After the police shooting of George Floyd sparked anti-racist protests across the country, junior Danielle Geathers saw universities swiftly coming out with statements about what had happened. As the first Black female student body president at the Massachusetts Institute of Technology (MIT), she felt pressure to quickly write a statement too, on behalf of MIT’s student government. But emotionally, she just wasn’t up for it.
A group chat of Black student body presidents — past and present — reassured Geathers she could take a moment to breathe.
“Having other Black student body presidents who were kind of in the exact same mindset as I was — and us being able to talk to each other and be like, ‘No, it’s OK. You can do it on your own time frame. Be graceful to yourself in this time. Don’t worry about external pressure. Do what’s good for you’ — [that] was very big for me,” she says.

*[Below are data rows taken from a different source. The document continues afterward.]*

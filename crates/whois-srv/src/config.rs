//! Server configuration for whoisd.

use serde::{Deserialize, Serialize};
use std::net::SocketAddr;
use std::path::PathBuf;
use std::time::Duration;

/// Configuration for a WHOIS registry server.
#[derive(Debug, Clone, Serialize, Deserialize)]
pub struct ServerConfig {
    /// TCP listen address (default: 0.0.0.0:43).
    #[serde(default = "default_listen")]
    pub listen: SocketAddr,

    /// Storage root holding `ipv4/`, `ipv6/`, `domain/` and `asn/`.
    #[serde(default = "default_data_dir")]
    pub data_dir: PathBuf,

    /// How often to rebuild the registry snapshot (seconds, 0 disables).
    #[serde(default = "default_rebuild_interval")]
    pub rebuild_interval_secs: u64,

    /// Hard ceiling on a client connection, data or not (seconds).
    #[serde(default = "default_idle_timeout")]
    pub idle_timeout_secs: u64,

    /// Longest query line accepted (bytes).
    #[serde(default = "default_max_query_len")]
    pub max_query_len: usize,

    /// Dynamic pull scheduler.
    #[serde(default)]
    pub pull: PullConfig,

    /// External IPAM address feed.
    #[serde(default)]
    pub ipam: IpamConfig,
}

/// Dynamic pull scheduler settings.
#[derive(Debug, Clone, Serialize, Deserialize)]
pub struct PullConfig {
    /// Time for one full round over every pull target (milliseconds).
    /// Unset disables pulling.
    #[serde(default)]
    pub budget_ms: Option<u64>,

    /// Upstream connect timeout (seconds).
    #[serde(default = "default_pull_connect_timeout")]
    pub connect_timeout_secs: u64,

    /// Hard limit on one pull, connect included (seconds).
    #[serde(default = "default_pull_timeout")]
    pub timeout_secs: u64,
}

/// IPAM feed settings.
#[derive(Debug, Clone, Serialize, Deserialize)]
pub struct IpamConfig {
    /// Whether to merge IPAM subnets into the address table.
    #[serde(default)]
    pub enabled: bool,

    /// Subnet list endpoint.
    #[serde(default)]
    pub url: String,

    /// API token, sent in the `token` header.
    #[serde(default)]
    pub token: Option<String>,

    /// HTTP request timeout (seconds).
    #[serde(default = "default_ipam_timeout")]
    pub timeout_secs: u64,
}

impl Default for ServerConfig {
    fn default() -> Self {
        Self {
            listen: default_listen(),
            data_dir: default_data_dir(),
            rebuild_interval_secs: default_rebuild_interval(),
            idle_timeout_secs: default_idle_timeout(),
            max_query_len: default_max_query_len(),
            pull: PullConfig::default(),
            ipam: IpamConfig::default(),
        }
    }
}

impl Default for PullConfig {
    fn default() -> Self {
        Self {
            budget_ms: None,
            connect_timeout_secs: default_pull_connect_timeout(),
            timeout_secs: default_pull_timeout(),
        }
    }
}

impl Default for IpamConfig {
    fn default() -> Self {
        Self {
            enabled: false,
            url: String::new(),
            token: None,
            timeout_secs: default_ipam_timeout(),
        }
    }
}

impl ServerConfig {
    /// Load config from a TOML file, falling back to defaults.
    pub fn load(path: &std::path::Path) -> crate::Result<Self> {
        let config: Self = if path.exists() {
            let content = std::fs::read_to_string(path)?;
            toml::from_str(&content).map_err(|e| crate::SrvError::Config(e.to_string()))?
        } else {
            Self::default()
        };
        config.validate()?;
        Ok(config)
    }

    /// Reject settings that cannot work.
    pub fn validate(&self) -> crate::Result<()> {
        if self.ipam.enabled && self.ipam.url.trim().is_empty() {
            return Err(crate::SrvError::Config(
                "ipam.enabled is set but ipam.url is empty".into(),
            ));
        }
        if self.pull.budget_ms == Some(0) {
            return Err(crate::SrvError::Config(
                "pull.budget_ms must be greater than zero".into(),
            ));
        }
        if self.max_query_len == 0 {
            return Err(crate::SrvError::Config(
                "max_query_len must be greater than zero".into(),
            ));
        }
        Ok(())
    }

    /// Rebuild period, `None` when periodic rebuilds are off.
    #[must_use]
    pub const fn rebuild_interval(&self) -> Option<Duration> {
        match self.rebuild_interval_secs {
            0 => None,
            secs => Some(Duration::from_secs(secs)),
        }
    }

    /// Per-connection ceiling.
    #[must_use]
    pub const fn idle_timeout(&self) -> Duration {
        Duration::from_secs(self.idle_timeout_secs)
    }
}

impl PullConfig {
    /// Total round budget, `None` when pulling is off.
    #[must_use]
    pub const fn budget(&self) -> Option<Duration> {
        match self.budget_ms {
            Some(ms) if ms > 0 => Some(Duration::from_millis(ms)),
            _ => None,
        }
    }
}

// Default value functions for serde.
fn default_listen() -> SocketAddr {
    SocketAddr::from(([0, 0, 0, 0], 43))
}

fn default_data_dir() -> PathBuf {
    PathBuf::from("data")
}

const fn default_rebuild_interval() -> u64 {
    60
}

const fn default_idle_timeout() -> u64 {
    5
}

const fn default_max_query_len() -> usize {
    1024
}

const fn default_pull_connect_timeout() -> u64 {
    5
}

const fn default_pull_timeout() -> u64 {
    10
}

const fn default_ipam_timeout() -> u64 {
    30
}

This academic year, students at predominantly White institutions elected a wave of Black student body presidents, a cohort that now finds itself leading in unprecedented times, amid a pandemic and a national reckoning with racism. And they’re supporting each other through it.
“We definitely have built our own community,” Geathers says.
The cohort consists of Geathers, junior Noah Harris at Harvard University, senior Jason Carroll at Brown University and senior Naomi Riley at the University of California Los Angeles (UCLA), among others. Midshipman First Class Sydney Barber also became the first Black female brigade commander, the equivalent of a student body president at the U.S. Naval Academy.
Black student leaders have had to shift their goals to meet the global and national moment, while living through that moment themselves.